もっともそんなことは誰でも考えつく方法であるから、当然、封じ込まれた。昭和63年度の税制改正で、基礎控除の額の計算上、相続人の数に算入できる養子の数は、実子がいる場合には1名、実子がいない場合には2名までに限定された。税務の取扱いでも、相続税の負担を不当に減少させる結果となると認められる養子は認められていない(相基通632)。実子がいるのに養子を迎えることは、相続税を不当に減少させるという見解である。
養子縁組で節税
この改正について、民法の手続きを経て成立した養子縁組の効果が相続税法で否定されることに異論をはさむ見解も少なからずみられたが、現在に至っている。ところが、節税目的の養子縁組は有効であり、当事者の意思を重視するという最高裁の判断が出され、話題となった。

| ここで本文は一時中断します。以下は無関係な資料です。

fn recursion_facts(def: &FunctionDef) -> RecursionFacts {
    let calls = idioms::self_calls(def);
    if calls.is_empty() {
        return RecursionFacts {
            calls: 0,
            branching: RecursionBranching::None,
            base_cases: 0,
            divide_and_conquer: false,
        };
    }
    let widest = block_sites(&def.body, |_, _| true)
        .into_iter()
        .map(|(block, i)| statement_self_calls(&block[i], &def.name))
        .max()
        .unwrap_or(0)
        .max(1);
    let branching = RecursionBranching::from_calls(widest);
    let base_cases = block_sites(&def.body, |b, i| match &b[i] {
        Stmt::Return(None) => true,
        Stmt::Return(Some(value)) => self_calls_in(value, &def.name) == 0,
        _ => false,
    })
    .len();
    let divide_and_conquer = widest >= 2 && calls.iter().any(|call| splits_input(call));
    RecursionFacts {
        calls: calls.len(),
        branching,
        base_cases,
        divide_and_conquer,
    }
}

pub(crate) fn recursion_schema(analysis: &Analysis<'_>) -> RecursionSchema {
    let Some(def) = analysis.entry else {
        return RecursionSchema::default();
    };
    let facts = recursion_facts(def);
    RecursionSchema {
        is_recursive: facts.calls > 0,
        branching: facts.branching,
        base_cases: facts.base_cases,
        recursive_calls: facts.calls,
        divide_and_conquer: facts.divide_and_conquer,
    }
}

#[derive(Default)]
struct LoopDepth {
    depth: usize,
    max: usize,
}

impl<'ast> Visitor<'ast> for LoopDepth {
    fn visit_stmt(&mut self, stmt: &'ast Stmt) {
        if matches!(stmt, Stmt::For { .. } | Stmt::While { .. }) {
            self.depth += 1;
            self.max = self.max.max(self.depth);
            walk_stmt(self, stmt);
            self.depth -= 1;
        } else {
            walk_stmt(self, stmt);
        }
    }

    fn visit_expr(&mut self, expr: &'ast Expr) {
        if let Expr::Comprehension(comp) = expr {
            let levels = comp.clauses.len();
            self.depth += levels;
            self.max = self.max.max(self.depth);
            walk_expr(self, expr);
            self.depth -= levels;
        } else {
            walk_expr(self, expr);
        }
    }
}

pub(crate) fn complexity(analysis: &Analysis<'_>) -> Complexity {
    let mut loops = LoopDepth::default();
    for def in analysis.module.functions() {
        walk_body(&mut loops, &def.body);
    }
    let counter = count_flow(analysis);
    let facts = analysis.entry.map(recursion_facts);
    let recursive_calls = facts.as_ref().map_or(0, |f| f.calls);
    let branching = facts.as_ref().map_or(RecursionBranching::None, |f| f.branching);
    let divide_and_conquer = facts.as_ref().is_some_and(|f| f.divide_and_conquer);
    let sorts = counter.calls.iter().any(|c| c == "sorted" || c == ".sort");

    let class = if divide_and_conquer {
        "O(n log n)".to_string()
    } else if matches!(branching, RecursionBranching::Binary | RecursionBranching::MultiWay) {
        "O(2^n)".to_string()
    } else if loops.max >= 2 {
        format!("O(n^{})", loops.max)
    } else if loops.max == 1 || recursive_calls > 0 {
        "O(n)".to_string()
    } else if sorts {
        "O(n log n)".to_string()
    } else {
        "O(1)".to_string()
    };

    Complexity {
        class,
        loop_depth: loops.max,
        recursive_calls,
        materializations: idioms::materialization_sites(analysis.module).len(),
        cyclomatic: 1
            + counter.branches
            + counter.loops
            + counter.bool_ops
            + counter.conditional_expressions
            + counter.comprehension_filters
            + counter.handlers,
    }
}

pub(crate) fn termination(analysis: &Analysis<'_>) -> Termination {
    let mut result = Termination::default();
    let mut unguarded_infinite = false;
    for def in analysis.module.functions() {
        for (block, i) in block_sites(&def.body, |_, _| true) {
            match &block[i] {
                Stmt::For { .. } => result.bounded_loops += 1,
                Stmt::While { test, body, .. } => {
                    result.unbounded_loops += 1;
                    if is_infinite(test) {
                        result.while_true_loops += 1;
                        let exits_loop = contains_break(body)
                            || !block_sites(body, |b, j| {
                                matches!(b[j], Stmt::Return(_) | Stmt::Raise { .. })
                            })
                            .is_empty();
                        unguarded_infinite |= !exits_loop;
                    }
                }
                Stmt::Break => result.breaks += 1,
                _ => {}
            }
        }
        result.index_iterations += block_sites(&def.body, idioms::is_index_iteration).len();
    }
    if let Some(def) = analysis.entry {
        let facts = recursion_facts(def);
        result.recursive = facts.calls > 0;
        result.base_case_guarded =
            !result.recursive || facts.base_cases > 0 || falls_through(&def.body);
    } else {
        result.base_case_guarded = true;
    }
    result.always_terminates = !unguarded_infinite && result.base_case_guarded;
    result
}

平成25年に82歳で亡くなった男性は亡くなる前年、当時1歳だった長男の息子である孫と縁組をした。その結果、男性の法定相続人は長男と娘2人の3人だったが、孫との縁組が有効なら4人となった。男性の死後、娘2人が「縁組は無効」と提訴した事案である。
第1審東京家裁は、男性本人が縁組届を作成したとして有効と認定したが、第2審東京高裁は「税理士が勧めた相続税対策にすぎず、男性は孫との間に真実の親子関係を創設する意思はなかった」として無効と判断していた。つまり、相続税対策で孫と結んだ養子縁組は有効かが争点となった。
最高裁平成29年1月31日判決は、相続税の節税のために養子縁組をすることは、節税効果を発生させることを動機として養子縁組をするものにほかならず、相続税の節税の動機と縁組をする意思とは、併存し得るものであり、専ら相続税の節税のために養子縁組をする場合であっても、直ちに当該養子縁組について民法802条1号にいう「当事者間に縁組をする意思がないとき」に当たるとすることはできないと判示した。節税対策の養子縁組について、お墨付きがもらえることになった。次は、養子縁組の効果を相続税法で規制することに疑問を呈した訴訟がされないか期待したい。
週刊文春に連載中の、みうらじゅん氏のコラム「人生エロエロ」では、毎回、書き出しは、「人生の3分の2はいやらしいことを考えてきた」ではじまる。考えてみれば、人生2分の1以上、節税のことを考えてきた。同級生の女性も財産管理に忙しいようだ。